**Task to carry out:** Every entry, from the first to the last, should be written out exactly.

**Data to use:**

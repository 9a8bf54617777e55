//! Authenticated identity extraction.
//!
//! Authentication itself is an external collaborator: an upstream auth
//! layer validates credentials and forwards the caller's user id in the
//! `X-User-Id` header. This extractor only reads that header; there is no
//! ambient session state, and every handler receives the identity as an
//! explicit argument.

use axum::{extract::FromRequestParts, http::request::Parts};

use crate::ApiError;

/// Header carrying the authenticated user id.
pub const USER_ID_HEADER: &str = "x-user-id";

/// Extractor for the authenticated user.
///
/// Rejects requests without a non-empty `X-User-Id` header with 401.
#[derive(Debug, Clone)]
pub struct Identity {
    pub user_id: String,
}

#[axum::async_trait]
impl<S: Send + Sync> FromRequestParts<S> for Identity {
    type Rejection = ApiError;

    async fn from_request_parts(parts: &mut Parts, _state: &S) -> Result<Self, Self::Rejection> {
        let user_id = parts
            .headers
            .get(USER_ID_HEADER)
            .and_then(|v| v.to_str().ok())
            .map(str::trim)
            .filter(|v| !v.is_empty())
            .ok_or_else(|| ApiError::Unauthorized("Authentication required".to_string()))?;

        Ok(Identity {
            user_id: user_id.to_string(),
        })
    }
}
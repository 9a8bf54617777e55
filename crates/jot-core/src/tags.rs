//! Tag name normalization.
//!
//! Tag names are compared and stored in normalized form: trimmed of
//! surrounding whitespace and lower-cased. Blank names are discarded.

/// Normalize a single tag name.
///
/// Returns `None` for names that are empty after trimming.
pub fn normalize_tag(name: &str) -> Option<String> {
    let trimmed = name.trim();
    if trimmed.is_empty() {
        return None;
    }
    Some(trimmed.to_lowercase())
}

/// Normalize a list of tag names: trim, lower-case, drop blanks, and
/// deduplicate while preserving first-occurrence order.
pub fn normalize_tags<I, S>(names: I) -> Vec<String>
where
    I: IntoIterator<Item = S>,
    S: AsRef<str>,
{
    let mut seen = std::collections::HashSet::new();
    let mut result = Vec::new();
    for name in names {
        if let Some(normalized) = normalize_tag(name.as_ref()) {
            if seen.insert(normalized.clone()) {
                result.push(normalized);
            }
        }
    }
    result
}

#[cfg(test)]
mod tests {
    use super::*;

    #[test]
    fn test_normalize_trims_and_lowercases() {
        assert_eq!(normalize_tag("  Rust "), Some("rust".to_string()));
    }

    #[test]
    fn test_normalize_rejects_blank() {
        assert_eq!(normalize_tag(""), None);
        assert_eq!(normalize_tag("   "), None);
        assert_eq!(normalize_tag("\t\n"), None);
    }

    #[test]
    fn test_normalize_tags_dedups_case_insensitively() {
        // "A" and " a " collapse to one entry
        let tags = normalize_tags(["A", " a ", "b"]);
        assert_eq!(tags, vec!["a".to_string(), "b".to_string()]);
    }

    #[test]
    fn test_normalize_tags_preserves_first_occurrence_order() {
        let tags = normalize_tags(["zebra", "Alpha", "ZEBRA", "mid"]);
        assert_eq!(tags, vec!["zebra", "alpha", "mid"]);
    }

    #[test]
    fn test_normalize_tags_drops_blanks() {
        let tags = normalize_tags(["", "  ", "ok"]);
        assert_eq!(tags, vec!["ok"]);
    }

    #[test]
    fn test_normalize_tags_empty_input() {
        let tags = normalize_tags(Vec::<String>::new());
        assert!(tags.is_empty());
    }
}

**The completed task:**
repository 9a8bf54617777e55
//! Authenticated identity extraction.
//!
//! Authentication itself is an external collaborator: an upstream auth
//! layer validates credentials and forwards the caller's user id in the
//! `X-User-Id` header. This extractor only reads that header; there is no
//! ambient session state, and every handler receives the identity as an
//! explicit argument.

use axum::{extract::FromRequestParts, http::request::Parts};

use crate::ApiError;

/// Header carrying the authenticated user id.
pub const USER_ID_HEADER: &str = "x-user-id";

/// Extractor for the authenticated user.
///
/// Rejects requests without a non-empty `X-User-Id` header with 401.
#[derive(Debug, Clone)]
pub struct Identity {
    pub user_id: String,
}

#[axum::async_trait]
impl<S: Send + Sync> FromRequestParts<S> for Identity {
    type Rejection = ApiError;

    async fn from_request_parts(parts: &mut Parts, _state: &S) -> Result<Self, Self::Rejection> {
        let user_id = parts
            .headers
            .get(USER_ID_HEADER)
            .and_then(|v| v.to_str().ok())
            .map(str::trim)
            .filter(|v| !v.is_empty())
            .ok_or_else(|| ApiError::Unauthorized("Authentication required".to_string()))?;

        Ok(Identity {
            user_id: user_id.to_string(),
        })
    }
}
repository 9a8bf54617777e55
filename crates/jot-core/src/tags.rs
//! Tag name normalization.
//!
//! Tag names are compared and stored in normalized form: trimmed of
//! surrounding whitespace and lower-cased. Blank names are discarded.

/// Normalize a single tag name.
///
/// Returns `None` for names that are empty after trimming.
pub fn normalize_tag(name: &str) -> Option<String> {
    let trimmed = name.trim();
    if trimmed.is_empty() {
        return None;
    }
    Some(trimmed.to_lowercase())
}

/// Normalize a list of tag names: trim, lower-case, drop blanks, and
/// deduplicate while preserving first-occurrence order.
pub fn normalize_tags<I, S>(names: I) -> Vec<String>
where
    I: IntoIterator<Item = S>,
    S: AsRef<str>,
{
    let mut seen = std::collections::HashSet::new();
    let mut result = Vec::new();
    for name in names {
        if let Some(normalized) = normalize_tag(name.as_ref()) {
            if seen.insert(normalized.clone()) {
                result.push(normalized);
            }
        }
    }
    result
}

#[cfg(test)]
mod tests {
    use super::*;

    #[test]
    fn test_normalize_trims_and_lowercases() {
        assert_eq!(normalize_tag("  Rust "), Some("rust".to_string()));
    }

    #[test]
    fn test_normalize_rejects_blank() {
        assert_eq!(normalize_tag(""), None);
        assert_eq!(normalize_tag("   "), None);
        assert_eq!(normalize_tag("\t\n"), None);
    }

    #[test]
    fn test_normalize_tags_dedups_case_insensitively() {
        // "A" and " a " collapse to one entry
        let tags = normalize_tags(["A", " a ", "b"]);
        assert_eq!(tags, vec!["a".to_string(), "b".to_string()]);
    }

    #[test]
    fn test_normalize_tags_preserves_first_occurrence_order() {
        let tags = normalize_tags(["zebra", "Alpha", "ZEBRA", "mid"]);
        assert_eq!(tags, vec!["zebra", "alpha", "mid"]);
    }

    #[test]
    fn test_normalize_tags_drops_blanks() {
        let tags = normalize_tags(["", "  ", "ok"]);
        assert_eq!(tags, vec!["ok"]);
    }

    #[test]
    fn test_normalize_tags_empty_input() {
        let tags = normalize_tags(Vec::<String>::new());
        assert!(tags.is_empty());
    }
}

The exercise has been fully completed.